N-151. Metabolic Diversity and Dynamics of the Deep-Sea Hydrothermal Vent Microbial Communities Revealed by Combined Molecular Approaches

F. Wang1, J. Meng1, H. Zhou2, X. Peng2, Y. Deng3, Z. He3, J. Zhou3, X. Xiao1;
1Third Inst. of Oceanography, Xiamnen, CHINA, 2Guanzhou Geochemistry Inst., China Academy of Sci., Guangzhou, CHINA, 3Univ. of Okalahoma, Norman, OK.

Background: The microbial communities in the deep-sea hydrothermal vent area are in dynamic. The overall metabolic diversity and dynamics of the microbial community in the deep-sea hydrothermal vent chimneys of Endeavour segment of the Juan de Fuca ridge, including the inner part (4243B), outer part (4243A) of a newly grown 5 day’s proto-chimney and a mature chimney (4143), were examined. Methods: The microbial diversity in the sulfide deposits were investigated by 16S rRNA gene analysis and functional gene approach. Geochip hybridization was used to detect the dynamic change of the communities. Results: A total of 113, 504 genes were detected in 4243B, 4243A respectively, while 5414 functional genes were found in the mature chimney, indicating a far more complex microbial community developed in the mature chimney.

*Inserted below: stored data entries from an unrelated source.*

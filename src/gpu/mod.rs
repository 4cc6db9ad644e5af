//! GPU mirroring of allocations.
//!
//! Allocations only talk to the [`backend::UploadBackend`] trait. The wgpu
//! implementation creates real textures and buffers; the recording one keeps
//! everything in host memory.

/// Upload backend trait and the request types it consumes.
pub mod backend;
/// Growable GPU buffers with automatic reallocation.
pub mod dynamic_buffer;
/// Backend that records requests in memory.
pub mod recording;
/// Headless wgpu device and queue initialization.
pub mod render_context;
/// Texture creation and pixel-format translation for wgpu.
pub mod texture;
/// Upload backend over a wgpu device.
pub mod wgpu_backend;
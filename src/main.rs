//! Command-line driver for the `mipmem` crate.

use std::path::{Path, PathBuf};

use mipmem::allocation::Allocation;
use mipmem::context::Context;
use mipmem::error::AllocationError;
use mipmem::gpu::render_context::RenderContext;
use mipmem::gpu::wgpu_backend::WgpuBackend;
use mipmem::options::Options;
use mipmem::stream::IStream;

struct Args {
    input: PathBuf,
    upload: bool,
    options: Option<PathBuf>,
}

fn parse_args() -> Result<Args, String> {
    let mut input = None;
    let mut upload = false;
    let mut options = None;

    let mut args = std::env::args().skip(1);
    while let Some(arg) = args.next() {
        match arg.as_str() {
            "--upload" => upload = true,
            "--options" => {
                let path = args
                    .next()
                    .ok_or_else(|| "--options needs a path".to_owned())?;
                options = Some(PathBuf::from(path));
            }
            flag if flag.starts_with("--") => {
                return Err(format!("unknown flag {flag}"));
            }
            path if input.is_none() => input = Some(PathBuf::from(path)),
            extra => return Err(format!("unexpected argument {extra}")),
        }
    }

    Ok(Args {
        input: input.ok_or_else(|| "missing input file".to_owned())?,
        upload,
        options,
    })
}

fn load_all(
    ctx: &Context,
    path: &Path,
) -> Result<Vec<Allocation>, AllocationError> {
    let bytes = std::fs::read(path)?;
    let mut input = IStream::new(&bytes);
    let mut allocations = Vec::new();
    while !input.is_empty() {
        allocations.push(Allocation::deserialize(ctx, &mut input)?);
    }
    Ok(allocations)
}

fn schedule(ctx: &Context, alloc: &mut Allocation) -> bool {
    let scheduled = if alloc.ty().element().pixel_format().is_some()
        && !alloc.ty().is_1d()
    {
        alloc.mark_for_texture_upload(ctx, true, 0)
    } else if alloc.ty().is_1d() {
        alloc.mark_for_buffer_upload(ctx)
    } else {
        log::warn!("{}: nothing to upload to", alloc.name());
        return false;
    };
    scheduled.is_ok()
}

fn upload(ctx: &Context, allocations: &mut [Allocation]) {
    let context = match pollster::block_on(RenderContext::new_headless()) {
        Ok(context) => context,
        Err(e) => {
            log::error!("{e}");
            std::process::exit(1);
        }
    };
    let mut backend = WgpuBackend::new(context);

    for alloc in allocations.iter_mut() {
        if !schedule(ctx, alloc) {
            continue;
        }
        match alloc.sync_pending(ctx, &mut backend) {
            Ok(outcome) => log::info!("{}: {outcome:?}", alloc.name()),
            Err(e) => log::error!("{}: {e}", alloc.name()),
        }
    }
    backend.context().submit();

    for alloc in allocations {
        alloc.release_gpu_resources(&mut backend);
    }
}

fn main() {
    env_logger::init();

    let args = match parse_args() {
        Ok(args) => args,
        Err(e) => {
            log::error!("{e}");
            log::error!(
                "Usage: mipmem <file> [--upload] [--options <options.toml>]"
            );
            std::process::exit(1);
        }
    };

    let options = match &args.options {
        Some(path) => match Options::load(path) {
            Ok(options) => options,
            Err(e) => {
                log::error!("{}: {e}", path.display());
                std::process::exit(1);
            }
        },
        None => Options::default(),
    };
    let ctx = Context::new(options);

    let mut allocations = match load_all(&ctx, &args.input) {
        Ok(allocations) => allocations,
        Err(e) => {
            log::error!("{}: {e}", args.input.display());
            std::process::exit(1);
        }
    };

    for alloc in &allocations {
        log::info!("{} {}", alloc.name(), alloc.ty());
        alloc.dump("  ");
    }

    if args.upload {
        upload(&ctx, &mut allocations);
    }
    ctx.dump_debug();
}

The genetic populations between 4243A, 4243B are substantially different (less than 2% of common genes), suggesting a rapid compositional changes of the microbial community during the development of the deep-sea hydrothermal vent chimney. Most of the genes detected in 4243A can be found in the mature, old chimney, suggesting that the basic microbial system in the chimney get stable within days. The primary producers in the three chimney samples mainly contain the Carvin Benson Bassham (CBB) reductive pentose phosphate pathway. Photosynthetic green-like cbbL genes are the major components in the 4243B sample, implying the existence of photosynthetic bacteria in the deep-sea environment. The microbial communities involved in methanogenesis, methane oxidation, sulfate reduction, nitrogen fixing, nitrate reduction, nitrification were also observed through the functional gene array approach.